#### SOURCE RECORDS

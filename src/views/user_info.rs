use super::render_resource;
use crate::framework::ViewDescriptor;
use crate::model::User;

pub const KIND: &str = "UserInfo";

/// Reads the `user` resource.
pub fn descriptor() -> ViewDescriptor {
    ViewDescriptor::new(KIND)
}

pub fn render(view: &ViewDescriptor) -> String {
    render_resource(view, "user", |user: User| {
        let mut lines = vec![
            format!("Name: {}", user.name),
            format!("Age: {} years", user.age),
            format!("Hair Color: {}", user.hair_color),
        ];
        if !user.hobbies.is_empty() {
            lines.push(format!("Hobbies: {}", user.hobbies.join(", ")));
        }
        lines.join("\n")
    })
}

#[cfg(test)]
mod tests {
    use super::*;
    use crate::framework::{FetchError, ResourceProp, ResourceState};

    fn with_user(state: ResourceState<User>) -> ViewDescriptor {
        descriptor().with("user", ResourceProp::from_state(&state))
    }

    #[test]
    fn test_three_states() {
        assert_eq!(render(&with_user(ResourceState::Loading)), "Loading...");
        assert_eq!(
            render(&with_user(ResourceState::Error(FetchError::Transport("offline".into())))),
            "Could not load user: Transport failure: offline"
        );
        let user = User::new(1, "Ann", 54, "brown").with_hobbies(["golf", "chess"]);
        assert_eq!(
            render(&with_user(ResourceState::Ready(user))),
            "Name: Ann\nAge: 54 years\nHair Color: brown\nHobbies: golf, chess"
        );
        assert_eq!(render(&descriptor()), "No user");
    }
}
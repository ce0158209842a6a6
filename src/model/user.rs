use crate::framework::Editable;
use crate::server::Record;
use serde::{Deserialize, Serialize};
use thiserror::Error;

/// A person shown by the user views and collected by the onboarding flow.
#[derive(Debug, Clone, PartialEq, Serialize, Deserialize)]
#[serde(rename_all = "camelCase")]
pub struct User {
    pub id: u32,
    pub name: String,
    pub age: u32,
    pub hair_color: String,
    #[serde(default)]
    pub hobbies: Vec<String>,
}

impl User {
    pub fn new(id: u32, name: impl Into<String>, age: u32, hair_color: impl Into<String>) -> Self {
        Self {
            id,
            name: name.into(),
            age,
            hair_color: hair_color.into(),
            hobbies: Vec::new(),
        }
    }

    pub fn with_hobbies<S: Into<String>>(mut self, hobbies: impl IntoIterator<Item = S>) -> Self {
        self.hobbies = hobbies.into_iter().map(Into::into).collect();
        self
    }
}

/// Partial update of a [`User`]; `None` fields are left as they are.
#[derive(Debug, Clone, Default, PartialEq, Serialize, Deserialize)]
#[serde(rename_all = "camelCase")]
pub struct UserPatch {
    pub name: Option<String>,
    pub age: Option<u32>,
    pub hair_color: Option<String>,
    pub hobbies: Option<Vec<String>>,
}

impl UserPatch {
    pub fn name(name: impl Into<String>) -> Self {
        Self {
            name: Some(name.into()),
            ..Self::default()
        }
    }

    pub fn age(age: u32) -> Self {
        Self {
            age: Some(age),
            ..Self::default()
        }
    }

    pub fn hair_color(hair_color: impl Into<String>) -> Self {
        Self {
            hair_color: Some(hair_color.into()),
            ..Self::default()
        }
    }
}

impl Editable for User {
    type Patch = UserPatch;

    fn merged(&self, patch: UserPatch) -> Self {
        Self {
            id: self.id,
            name: patch.name.unwrap_or_else(|| self.name.clone()),
            age: patch.age.unwrap_or(self.age),
            hair_color: patch.hair_color.unwrap_or_else(|| self.hair_color.clone()),
            hobbies: patch.hobbies.unwrap_or_else(|| self.hobbies.clone()),
        }
    }
}

/// Reasons the server refuses a user.
#[derive(Debug, Clone, Error, PartialEq)]
pub enum UserError {
    #[error("User name is empty")]
    EmptyName,
    #[error("User age {0} is not plausible")]
    ImplausibleAge(u32),
}

impl Record for User {
    type Id = u32;
    type Error = UserError;

    fn id(&self) -> u32 {
        self.id
    }

    /// Collapses whitespace in the name and drops blank or repeated hobbies.
    fn normalize(mut self, _previous: Option<&Self>) -> Result<Self, UserError> {
        self.name = self.name.split_whitespace().collect::<Vec<_>>().join(" ");
        if self.name.is_empty() {
            return Err(UserError::EmptyName);
        }
        if self.age > 150 {
            return Err(UserError::ImplausibleAge(self.age));
        }
        let mut hobbies: Vec<String> = Vec::with_capacity(self.hobbies.len());
        for hobby in self.hobbies.drain(..) {
            let hobby = hobby.trim().to_string();
            if !hobby.is_empty() && !hobbies.contains(&hobby) {
                hobbies.push(hobby);
            }
        }
        self.hobbies = hobbies;
        Ok(self)
    }
}

#[cfg(test)]
mod tests {
    use super::*;

    #[test]
    fn test_patch_overwrites_present_fields_only() {
        let user = User::new(1, "Ann", 54, "brown").with_hobbies(["golf"]);
        let changed = user.merged(UserPatch::age(55));
        assert_eq!(changed.age, 55);
        assert_eq!(changed.name, "Ann");
        assert_eq!(changed.hobbies, ["golf"]);
        assert_eq!(user.age, 54);
    }

    #[test]
    fn test_normalize() {
        let user = User::new(1, " Ann  Lee ", 54, "brown").with_hobbies(["golf", " golf", "", "chess"]);
        let stored = user.normalize(None).unwrap();
        assert_eq!(stored.name, "Ann Lee");
        assert_eq!(stored.hobbies, ["golf", "chess"]);

        assert_eq!(
            User::new(1, "  ", 54, "brown").normalize(None),
            Err(UserError::EmptyName)
        );
        assert_eq!(
            User::new(1, "Old", 200, "gray").normalize(None),
            Err(UserError::ImplausibleAge(200))
        );
    }

    #[test]
    fn test_wire_format_is_camel_case() {
        let json = serde_json::to_value(User::new(1, "Ann", 54, "brown")).unwrap();
        assert_eq!(json["hairColor"], "brown");
        assert_eq!(json["hobbies"], serde_json::json!([]));
    }
}
//! Demo records served by the resource server and edited through the framework.

pub mod product;
pub mod user;

pub use product::*;
pub use user::*;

########

Copy every entry exactly.

_SOLUTION FOR THIS PROBLEM_:
filename src/views/user_info.rs
use super::render_resource;
use crate::framework::ViewDescriptor;
use crate::model::User;

pub const KIND: &str = "UserInfo";

/// Reads the `user` resource.
pub fn descriptor() -> ViewDescriptor {
    ViewDescriptor::new(KIND)
}

pub fn render(view: &ViewDescriptor) -> String {
    render_resource(view, "user", |user: User| {
        let mut lines = vec![
            format!("Name: {}", user.name),
            format!("Age: {} years", user.age),
            format!("Hair Color: {}", user.hair_color),
        ];
        if !user.hobbies.is_empty() {
            lines.push(format!("Hobbies: {}", user.hobbies.join(", ")));
        }
        lines.join("\n")
    })
}

#[cfg(test)]
mod tests {
    use super::*;
    use crate::framework::{FetchError, ResourceProp, ResourceState};

    fn with_user(state: ResourceState<User>) -> ViewDescriptor {
        descriptor().with("user", ResourceProp::from_state(&state))
    }

    #[test]
    fn test_three_states() {
        assert_eq!(render(&with_user(ResourceState::Loading)), "Loading...");
        assert_eq!(
            render(&with_user(ResourceState::Error(FetchError::Transport("offline".into())))),
            "Could not load user: Transport failure: offline"
        );
        let user = User::new(1, "Ann", 54, "brown").with_hobbies(["golf", "chess"]);
        assert_eq!(
            render(&with_user(ResourceState::Ready(user))),
            "Name: Ann\nAge: 54 years\nHair Color: brown\nHobbies: golf, chess"
        );
        assert_eq!(render(&descriptor()), "No user");
    }
}
repository ce0158209842a6a6
filename src/model/user.rs
use crate::framework::Editable;
use crate::server::Record;
use serde::{Deserialize, Serialize};
use thiserror::Error;

/// A person shown by the user views and collected by the onboarding flow.
#[derive(Debug, Clone, PartialEq, Serialize, Deserialize)]
#[serde(rename_all = "camelCase")]
pub struct User {
    pub id: u32,
    pub name: String,
    pub age: u32,
    pub hair_color: String,
    #[serde(default)]
    pub hobbies: Vec<String>,
}

impl User {
    pub fn new(id: u32, name: impl Into<String>, age: u32, hair_color: impl Into<String>) -> Self {
        Self {
            id,
            name: name.into(),
            age,
            hair_color: hair_color.into(),
            hobbies: Vec::new(),
        }
    }

    pub fn with_hobbies<S: Into<String>>(mut self, hobbies: impl IntoIterator<Item = S>) -> Self {
        self.hobbies = hobbies.into_iter().map(Into::into).collect();
        self
    }
}

/// Partial update of a [`User`]; `None` fields are left as they are.
#[derive(Debug, Clone, Default, PartialEq, Serialize, Deserialize)]
#[serde(rename_all = "camelCase")]
pub struct UserPatch {
    pub name: Option<String>,
    pub age: Option<u32>,
    pub hair_color: Option<String>,
    pub hobbies: Option<Vec<String>>,
}

impl UserPatch {
    pub fn name(name: impl Into<String>) -> Self {
        Self {
            name: Some(name.into()),
            ..Self::default()
        }
    }

    pub fn age(age: u32) -> Self {
        Self {
            age: Some(age),
            ..Self::default()
        }
    }

    pub fn hair_color(hair_color: impl Into<String>) -> Self {
        Self {
            hair_color: Some(hair_color.into()),
            ..Self::default()
        }
    }
}

impl Editable for User {
    type Patch = UserPatch;

    fn merged(&self, patch: UserPatch) -> Self {
        Self {
            id: self.id,
            name: patch.name.unwrap_or_else(|| self.name.clone()),
            age: patch.age.unwrap_or(self.age),
            hair_color: patch.hair_color.unwrap_or_else(|| self.hair_color.clone()),
            hobbies: patch.hobbies.unwrap_or_else(|| self.hobbies.clone()),
        }
    }
}

/// Reasons the server refuses a user.
#[derive(Debug, Clone, Error, PartialEq)]
pub enum UserError {
    #[error("User name is empty")]
    EmptyName,
    #[error("User age {0} is not plausible")]
    ImplausibleAge(u32),
}

impl Record for User {
    type Id = u32;
    type Error = UserError;

    fn id(&self) -> u32 {
        self.id
    }

    /// Collapses whitespace in the name and drops blank or repeated hobbies.
    fn normalize(mut self, _previous: Option<&Self>) -> Result<Self, UserError> {
        self.name = self.name.split_whitespace().collect::<Vec<_>>().join(" ");
        if self.name.is_empty() {
            return Err(UserError::EmptyName);
        }
        if self.age > 150 {
            return Err(UserError::ImplausibleAge(self.age));
        }
        let mut hobbies: Vec<String> = Vec::with_capacity(self.hobbies.len());
        for hobby in self.hobbies.drain(..) {
            let hobby = hobby.trim().to_string();
            if !hobby.is_empty() && !hobbies.contains(&hobby) {
                hobbies.push(hobby);
            }
        }
        self.hobbies = hobbies;
        Ok(self)
    }
}

#[cfg(test)]
mod tests {
    use super::*;

    #[test]
    fn test_patch_overwrites_present_fields_only() {
        let user = User::new(1, "Ann", 54, "brown").with_hobbies(["golf"]);
        let changed = user.merged(UserPatch::age(55));
        assert_eq!(changed.age, 55);
        assert_eq!(changed.name, "Ann");
        assert_eq!(changed.hobbies, ["golf"]);
        assert_eq!(user.age, 54);
    }

    #[test]
    fn test_normalize() {
        let user = User::new(1, " Ann  Lee ", 54, "brown").with_hobbies(["golf", " golf", "", "chess"]);
        let stored = user.normalize(None).unwrap();
        assert_eq!(stored.name, "Ann Lee");
        assert_eq!(stored.hobbies, ["golf", "chess"]);

        assert_eq!(
            User::new(1, "  ", 54, "brown").normalize(None),
            Err(UserError::EmptyName)
        );
        assert_eq!(
            User::new(1, "Old", 200, "gray").normalize(None),
            Err(UserError::ImplausibleAge(200))
        );
    }

    #[test]
    fn test_wire_format_is_camel_case() {
        let json = serde_json::to_value(User::new(1, "Ann", 54, "brown")).unwrap();
        assert_eq!(json["hairColor"], "brown");
        assert_eq!(json["hobbies"], serde_json::json!([]));
    }
}
//! Demo records served by the resource server and edited through the framework.

pub mod product;
pub mod user;

pub use product::*;
pub use user::*;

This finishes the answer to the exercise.